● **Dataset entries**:
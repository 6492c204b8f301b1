use std::sync::Arc;

use axum::Router;
use pitchcraft_agent::DialogueEngine;
use pitchcraft_core::config::{AppConfig, ConfigError};
use pitchcraft_core::errors::ApplicationError;
use pitchcraft_core::sales::catalog::configured_source;
use thiserror::Error;
use tracing::info;

use crate::{chat, health};

pub struct Application {
    pub config: AppConfig,
    pub engine: Arc<DialogueEngine>,
    pub catalog_source: String,
}

#[derive(Debug, Error)]
pub enum BootstrapError {
    #[error(transparent)]
    Config(#[from] ConfigError),
    #[error("catalog load failed: {0}")]
    Catalog(#[source] ApplicationError),
    #[error("dialogue engine initialization failed: {0}")]
    Engine(#[source] ApplicationError),
}

impl Application {
    pub fn router(&self) -> Router {
        chat::router(self.engine.clone())
            .merge(health::router(self.engine.clone(), self.catalog_source.clone()))
    }
}

pub fn bootstrap_with_config(config: AppConfig) -> Result<Application, BootstrapError> {
    info!(
        event_name = "system.bootstrap.start",
        correlation_id = "bootstrap",
        "starting application bootstrap"
    );
    let source = configured_source(config.catalog.path.as_deref());
    let catalog_source = source.describe();
    let catalog = source.load().map_err(BootstrapError::Catalog)?;
    info!(
        event_name = "system.bootstrap.catalog_loaded",
        correlation_id = "bootstrap",
        catalog_source = %catalog_source,
        catalog_size = catalog.len(),
        "catalog loaded"
    );

    let engine =
        DialogueEngine::new(catalog, config.signals.clone()).map_err(BootstrapError::Engine)?;
    info!(
        event_name = "system.bootstrap.engine_ready",
        correlation_id = "bootstrap",
        "dialogue engine initialized"
    );

    Ok(Application { config, engine: Arc::new(engine), catalog_source })
}

#[cfg(test)]
mod tests {
    use std::env;
    use std::fs;
    use std::sync::{Mutex, OnceLock};

    use pitchcraft_core::config::{AppConfig, ConfigOverrides, LoadOptions};
    use tempfile::TempDir;

    use crate::bootstrap::{bootstrap_with_config, Application, BootstrapError};

    const ENV_KEYS: [&str; 12] = [
        "PITCHCRAFT_SERVER_BIND_ADDRESS",
        "PITCHCRAFT_SERVER_PORT",
        "PITCHCRAFT_SERVER_GRACEFUL_SHUTDOWN_SECS",
        "PITCHCRAFT_LOGGING_LEVEL",
        "PITCHCRAFT_LOGGING_FORMAT",
        "PITCHCRAFT_LOG_LEVEL",
        "PITCHCRAFT_LOG_FORMAT",
        "PITCHCRAFT_CATALOG_PATH",
        "PITCHCRAFT_SIGNALS_QUESTION",
        "PITCHCRAFT_SIGNALS_INTEREST",
        "PITCHCRAFT_SIGNALS_HESITATION",
        "PITCHCRAFT_SIGNALS_BUY",
    ];

    /// Loads config with every `PITCHCRAFT_*` variable cleared, then bootstraps.
    fn bootstrap(overrides: ConfigOverrides) -> Result<Application, BootstrapError> {
        static ENV_LOCK: OnceLock<Mutex<()>> = OnceLock::new();
        let _guard = ENV_LOCK
            .get_or_init(|| Mutex::new(()))
            .lock()
            .expect("env mutex should not be poisoned");

        let previous_values: Vec<(&str, Option<String>)> =
            ENV_KEYS.iter().map(|key| (*key, env::var(key).ok())).collect();
        for key in ENV_KEYS {
            env::remove_var(key);
        }

        let loaded = AppConfig::load(LoadOptions { overrides, ..LoadOptions::default() });

        for (key, value) in previous_values {
            if let Some(value) = value {
                env::set_var(key, value);
            }
        }

        bootstrap_with_config(loaded?)
    }

    #[test]
    fn bootstrap_defaults_to_builtin_catalog() {
        let app = bootstrap(ConfigOverrides::default()).expect("bootstrap should succeed");

        assert_eq!(app.catalog_source, "builtin");
        assert_eq!(app.engine.catalog().len(), 5);
    }

    #[test]
    fn bootstrap_loads_catalog_file_override() {
        let dir = TempDir::new().expect("temp dir");
        let path = dir.path().join("catalog.json");
        fs::write(
            &path,
            r#"[{"id":7,"name":"Copywriting Sprint","price":90,"category":"course",
                "tags":["writing"],"description":"Write copy that sells","benefits":["Live review"]}]"#,
        )
        .expect("write catalog");

        let app =
            bootstrap(ConfigOverrides { catalog_path: Some(path), ..ConfigOverrides::default() })
                .expect("bootstrap should succeed with a catalog file");

        assert!(app.catalog_source.starts_with("file:"));
        assert_eq!(app.engine.catalog().first().name, "Copywriting Sprint");
    }

    #[test]
    fn bootstrap_fails_fast_on_missing_catalog_file() {
        let dir = TempDir::new().expect("temp dir");
        let result = bootstrap(ConfigOverrides {
            catalog_path: Some(dir.path().join("absent.json")),
            ..ConfigOverrides::default()
        });

        assert!(matches!(result, Err(BootstrapError::Catalog(_))));
    }

    #[test]
    fn bootstrap_rejects_invalid_port() {
        let result = bootstrap(ConfigOverrides { port: Some(0), ..ConfigOverrides::default() });

        let message = result.err().expect("error").to_string();
        assert!(message.contains("server.port"));
    }
}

● **Exercise**: Please give all of the entries again, exactly as written.

● **Response below**:
repository 6492c204b8f301b1
use std::sync::Arc;

use axum::Router;
use pitchcraft_agent::DialogueEngine;
use pitchcraft_core::config::{AppConfig, ConfigError};
use pitchcraft_core::errors::ApplicationError;
use pitchcraft_core::sales::catalog::configured_source;
use thiserror::Error;
use tracing::info;

use crate::{chat, health};

pub struct Application {
    pub config: AppConfig,
    pub engine: Arc<DialogueEngine>,
    pub catalog_source: String,
}

#[derive(Debug, Error)]
pub enum BootstrapError {
    #[error(transparent)]
    Config(#[from] ConfigError),
    #[error("catalog load failed: {0}")]
    Catalog(#[source] ApplicationError),
    #[error("dialogue engine initialization failed: {0}")]
    Engine(#[source] ApplicationError),
}

impl Application {
    pub fn router(&self) -> Router {
        chat::router(self.engine.clone())
            .merge(health::router(self.engine.clone(), self.catalog_source.clone()))
    }
}

pub fn bootstrap_with_config(config: AppConfig) -> Result<Application, BootstrapError> {
    info!(
        event_name = "system.bootstrap.start",
        correlation_id = "bootstrap",
        "starting application bootstrap"
    );
    let source = configured_source(config.catalog.path.as_deref());
    let catalog_source = source.describe();
    let catalog = source.load().map_err(BootstrapError::Catalog)?;
    info!(
        event_name = "system.bootstrap.catalog_loaded",
        correlation_id = "bootstrap",
        catalog_source = %catalog_source,
        catalog_size = catalog.len(),
        "catalog loaded"
    );

    let engine =
        DialogueEngine::new(catalog, config.signals.clone()).map_err(BootstrapError::Engine)?;
    info!(
        event_name = "system.bootstrap.engine_ready",
        correlation_id = "bootstrap",
        "dialogue engine initialized"
    );

    Ok(Application { config, engine: Arc::new(engine), catalog_source })
}

#[cfg(test)]
mod tests {
    use std::env;
    use std::fs;
    use std::sync::{Mutex, OnceLock};

    use pitchcraft_core::config::{AppConfig, ConfigOverrides, LoadOptions};
    use tempfile::TempDir;

    use crate::bootstrap::{bootstrap_with_config, Application, BootstrapError};

    const ENV_KEYS: [&str; 12] = [
        "PITCHCRAFT_SERVER_BIND_ADDRESS",
        "PITCHCRAFT_SERVER_PORT",
        "PITCHCRAFT_SERVER_GRACEFUL_SHUTDOWN_SECS",
        "PITCHCRAFT_LOGGING_LEVEL",
        "PITCHCRAFT_LOGGING_FORMAT",
        "PITCHCRAFT_LOG_LEVEL",
        "PITCHCRAFT_LOG_FORMAT",
        "PITCHCRAFT_CATALOG_PATH",
        "PITCHCRAFT_SIGNALS_QUESTION",
        "PITCHCRAFT_SIGNALS_INTEREST",
        "PITCHCRAFT_SIGNALS_HESITATION",
        "PITCHCRAFT_SIGNALS_BUY",
    ];

    /// Loads config with every `PITCHCRAFT_*` variable cleared, then bootstraps.
    fn bootstrap(overrides: ConfigOverrides) -> Result<Application, BootstrapError> {
        static ENV_LOCK: OnceLock<Mutex<()>> = OnceLock::new();
        let _guard = ENV_LOCK
            .get_or_init(|| Mutex::new(()))
            .lock()
            .expect("env mutex should not be poisoned");

        let previous_values: Vec<(&str, Option<String>)> =
            ENV_KEYS.iter().map(|key| (*key, env::var(key).ok())).collect();
        for key in ENV_KEYS {
            env::remove_var(key);
        }

        let loaded = AppConfig::load(LoadOptions { overrides, ..LoadOptions::default() });

        for (key, value) in previous_values {
            if let Some(value) = value {
                env::set_var(key, value);
            }
        }

        bootstrap_with_config(loaded?)
    }

    #[test]
    fn bootstrap_defaults_to_builtin_catalog() {
        let app = bootstrap(ConfigOverrides::default()).expect("bootstrap should succeed");

        assert_eq!(app.catalog_source, "builtin");
        assert_eq!(app.engine.catalog().len(), 5);
    }

    #[test]
    fn bootstrap_loads_catalog_file_override() {
        let dir = TempDir::new().expect("temp dir");
        let path = dir.path().join("catalog.json");
        fs::write(
            &path,
            r#"[{"id":7,"name":"Copywriting Sprint","price":90,"category":"course",
                "tags":["writing"],"description":"Write copy that sells","benefits":["Live review"]}]"#,
        )
        .expect("write catalog");

        let app =
            bootstrap(ConfigOverrides { catalog_path: Some(path), ..ConfigOverrides::default() })
                .expect("bootstrap should succeed with a catalog file");

        assert!(app.catalog_source.starts_with("file:"));
        assert_eq!(app.engine.catalog().first().name, "Copywriting Sprint");
    }

    #[test]
    fn bootstrap_fails_fast_on_missing_catalog_file() {
        let dir = TempDir::new().expect("temp dir");
        let result = bootstrap(ConfigOverrides {
            catalog_path: Some(dir.path().join("absent.json")),
            ..ConfigOverrides::default()
        });

        assert!(matches!(result, Err(BootstrapError::Catalog(_))));
    }

    #[test]
    fn bootstrap_rejects_invalid_port() {
        let result = bootstrap(ConfigOverrides { port: Some(0), ..ConfigOverrides::default() });

        let message = result.err().expect("error").to_string();
        assert!(message.contains("server.port"));
    }
}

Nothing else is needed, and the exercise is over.